Repeat each line of the material word for word.

**Record excerpts:**
-- Opening Marker --

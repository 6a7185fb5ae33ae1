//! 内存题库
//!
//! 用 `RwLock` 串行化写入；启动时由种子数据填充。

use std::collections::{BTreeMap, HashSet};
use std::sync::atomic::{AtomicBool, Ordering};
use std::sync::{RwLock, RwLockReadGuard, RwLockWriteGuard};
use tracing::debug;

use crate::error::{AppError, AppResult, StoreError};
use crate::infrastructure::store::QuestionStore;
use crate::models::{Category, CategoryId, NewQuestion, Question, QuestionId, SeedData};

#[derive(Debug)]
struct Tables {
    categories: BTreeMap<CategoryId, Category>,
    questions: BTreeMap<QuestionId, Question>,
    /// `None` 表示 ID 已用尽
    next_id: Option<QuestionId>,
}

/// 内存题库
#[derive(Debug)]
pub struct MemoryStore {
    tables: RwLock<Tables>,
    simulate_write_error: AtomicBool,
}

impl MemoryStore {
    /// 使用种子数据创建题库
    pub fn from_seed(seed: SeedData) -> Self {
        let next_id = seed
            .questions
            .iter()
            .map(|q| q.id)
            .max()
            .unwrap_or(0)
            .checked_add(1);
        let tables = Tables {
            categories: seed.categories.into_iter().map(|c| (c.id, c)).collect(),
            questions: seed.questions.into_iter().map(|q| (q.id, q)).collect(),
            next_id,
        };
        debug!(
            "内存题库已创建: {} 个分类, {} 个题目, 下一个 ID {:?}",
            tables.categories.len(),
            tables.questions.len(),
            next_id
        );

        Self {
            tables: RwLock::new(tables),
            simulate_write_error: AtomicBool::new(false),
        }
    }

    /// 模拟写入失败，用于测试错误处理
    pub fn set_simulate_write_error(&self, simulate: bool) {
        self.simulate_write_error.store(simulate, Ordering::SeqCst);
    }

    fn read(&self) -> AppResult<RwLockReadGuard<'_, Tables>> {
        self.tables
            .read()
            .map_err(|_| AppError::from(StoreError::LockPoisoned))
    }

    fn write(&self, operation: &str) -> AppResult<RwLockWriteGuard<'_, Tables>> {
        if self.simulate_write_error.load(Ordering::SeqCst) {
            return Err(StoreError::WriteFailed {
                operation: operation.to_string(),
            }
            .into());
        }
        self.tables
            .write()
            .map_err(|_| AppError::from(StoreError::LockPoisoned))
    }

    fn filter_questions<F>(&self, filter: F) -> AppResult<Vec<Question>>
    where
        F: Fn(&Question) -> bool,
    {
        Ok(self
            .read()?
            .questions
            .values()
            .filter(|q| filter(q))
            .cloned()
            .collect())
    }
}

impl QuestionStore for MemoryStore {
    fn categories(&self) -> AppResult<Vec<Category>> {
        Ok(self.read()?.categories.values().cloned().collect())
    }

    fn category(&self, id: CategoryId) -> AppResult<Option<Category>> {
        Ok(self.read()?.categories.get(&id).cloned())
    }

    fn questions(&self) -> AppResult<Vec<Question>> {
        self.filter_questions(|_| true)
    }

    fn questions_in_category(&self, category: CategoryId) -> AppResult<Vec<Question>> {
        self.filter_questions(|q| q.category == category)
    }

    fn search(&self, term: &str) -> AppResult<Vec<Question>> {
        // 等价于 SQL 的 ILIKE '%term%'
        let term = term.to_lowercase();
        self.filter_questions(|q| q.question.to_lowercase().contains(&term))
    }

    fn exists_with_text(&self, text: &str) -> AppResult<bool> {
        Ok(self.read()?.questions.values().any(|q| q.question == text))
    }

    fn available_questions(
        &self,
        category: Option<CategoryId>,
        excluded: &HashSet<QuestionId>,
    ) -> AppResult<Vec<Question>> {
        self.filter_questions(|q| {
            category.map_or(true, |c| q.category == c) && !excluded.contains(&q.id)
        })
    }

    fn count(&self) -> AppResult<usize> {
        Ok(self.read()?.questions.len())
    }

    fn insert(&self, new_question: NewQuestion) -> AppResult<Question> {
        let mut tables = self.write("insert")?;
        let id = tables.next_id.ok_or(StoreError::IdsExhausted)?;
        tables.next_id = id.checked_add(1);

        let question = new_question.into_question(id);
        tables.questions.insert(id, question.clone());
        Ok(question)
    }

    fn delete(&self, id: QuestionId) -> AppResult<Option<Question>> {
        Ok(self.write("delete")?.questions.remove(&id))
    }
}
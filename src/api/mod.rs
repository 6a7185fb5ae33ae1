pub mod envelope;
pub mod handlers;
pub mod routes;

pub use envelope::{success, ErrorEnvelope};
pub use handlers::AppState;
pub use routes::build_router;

-- Closing Marker --

**Solution:**
repository 6a7185fb5ae33ae1
//! 内存题库
//!
//! 用 `RwLock` 串行化写入；启动时由种子数据填充。

use std::collections::{BTreeMap, HashSet};
use std::sync::atomic::{AtomicBool, Ordering};
use std::sync::{RwLock, RwLockReadGuard, RwLockWriteGuard};
use tracing::debug;

use crate::error::{AppError, AppResult, StoreError};
use crate::infrastructure::store::QuestionStore;
use crate::models::{Category, CategoryId, NewQuestion, Question, QuestionId, SeedData};

#[derive(Debug)]
struct Tables {
    categories: BTreeMap<CategoryId, Category>,
    questions: BTreeMap<QuestionId, Question>,
    /// `None` 表示 ID 已用尽
    next_id: Option<QuestionId>,
}

/// 内存题库
#[derive(Debug)]
pub struct MemoryStore {
    tables: RwLock<Tables>,
    simulate_write_error: AtomicBool,
}

impl MemoryStore {
    /// 使用种子数据创建题库
    pub fn from_seed(seed: SeedData) -> Self {
        let next_id = seed
            .questions
            .iter()
            .map(|q| q.id)
            .max()
            .unwrap_or(0)
            .checked_add(1);
        let tables = Tables {
            categories: seed.categories.into_iter().map(|c| (c.id, c)).collect(),
            questions: seed.questions.into_iter().map(|q| (q.id, q)).collect(),
            next_id,
        };
        debug!(
            "内存题库已创建: {} 个分类, {} 个题目, 下一个 ID {:?}",
            tables.categories.len(),
            tables.questions.len(),
            next_id
        );

        Self {
            tables: RwLock::new(tables),
            simulate_write_error: AtomicBool::new(false),
        }
    }

    /// 模拟写入失败，用于测试错误处理
    pub fn set_simulate_write_error(&self, simulate: bool) {
        self.simulate_write_error.store(simulate, Ordering::SeqCst);
    }

    fn read(&self) -> AppResult<RwLockReadGuard<'_, Tables>> {
        self.tables
            .read()
            .map_err(|_| AppError::from(StoreError::LockPoisoned))
    }

    fn write(&self, operation: &str) -> AppResult<RwLockWriteGuard<'_, Tables>> {
        if self.simulate_write_error.load(Ordering::SeqCst) {
            return Err(StoreError::WriteFailed {
                operation: operation.to_string(),
            }
            .into());
        }
        self.tables
            .write()
            .map_err(|_| AppError::from(StoreError::LockPoisoned))
    }

    fn filter_questions<F>(&self, filter: F) -> AppResult<Vec<Question>>
    where
        F: Fn(&Question) -> bool,
    {
        Ok(self
            .read()?
            .questions
            .values()
            .filter(|q| filter(q))
            .cloned()
            .collect())
    }
}

impl QuestionStore for MemoryStore {
    fn categories(&self) -> AppResult<Vec<Category>> {
        Ok(self.read()?.categories.values().cloned().collect())
    }

    fn category(&self, id: CategoryId) -> AppResult<Option<Category>> {
        Ok(self.read()?.categories.get(&id).cloned())
    }

    fn questions(&self) -> AppResult<Vec<Question>> {
        self.filter_questions(|_| true)
    }

    fn questions_in_category(&self, category: CategoryId) -> AppResult<Vec<Question>> {
        self.filter_questions(|q| q.category == category)
    }

    fn search(&self, term: &str) -> AppResult<Vec<Question>> {
        // 等价于 SQL 的 ILIKE '%term%'
        let term = term.to_lowercase();
        self.filter_questions(|q| q.question.to_lowercase().contains(&term))
    }

    fn exists_with_text(&self, text: &str) -> AppResult<bool> {
        Ok(self.read()?.questions.values().any(|q| q.question == text))
    }

    fn available_questions(
        &self,
        category: Option<CategoryId>,
        excluded: &HashSet<QuestionId>,
    ) -> AppResult<Vec<Question>> {
        self.filter_questions(|q| {
            category.map_or(true, |c| q.category == c) && !excluded.contains(&q.id)
        })
    }

    fn count(&self) -> AppResult<usize> {
        Ok(self.read()?.questions.len())
    }

    fn insert(&self, new_question: NewQuestion) -> AppResult<Question> {
        let mut tables = self.write("insert")?;
        let id = tables.next_id.ok_or(StoreError::IdsExhausted)?;
        tables.next_id = id.checked_add(1);

        let question = new_question.into_question(id);
        tables.questions.insert(id, question.clone());
        Ok(question)
    }

    fn delete(&self, id: QuestionId) -> AppResult<Option<Question>> {
        Ok(self.write("delete")?.questions.remove(&id))
    }
}
filename src/api/mod.rs
repository 6a7185fb5ae33ae1
pub mod envelope;
pub mod handlers;
pub mod routes;

pub use envelope::{success, ErrorEnvelope};
pub use handlers::AppState;
pub use routes::build_router;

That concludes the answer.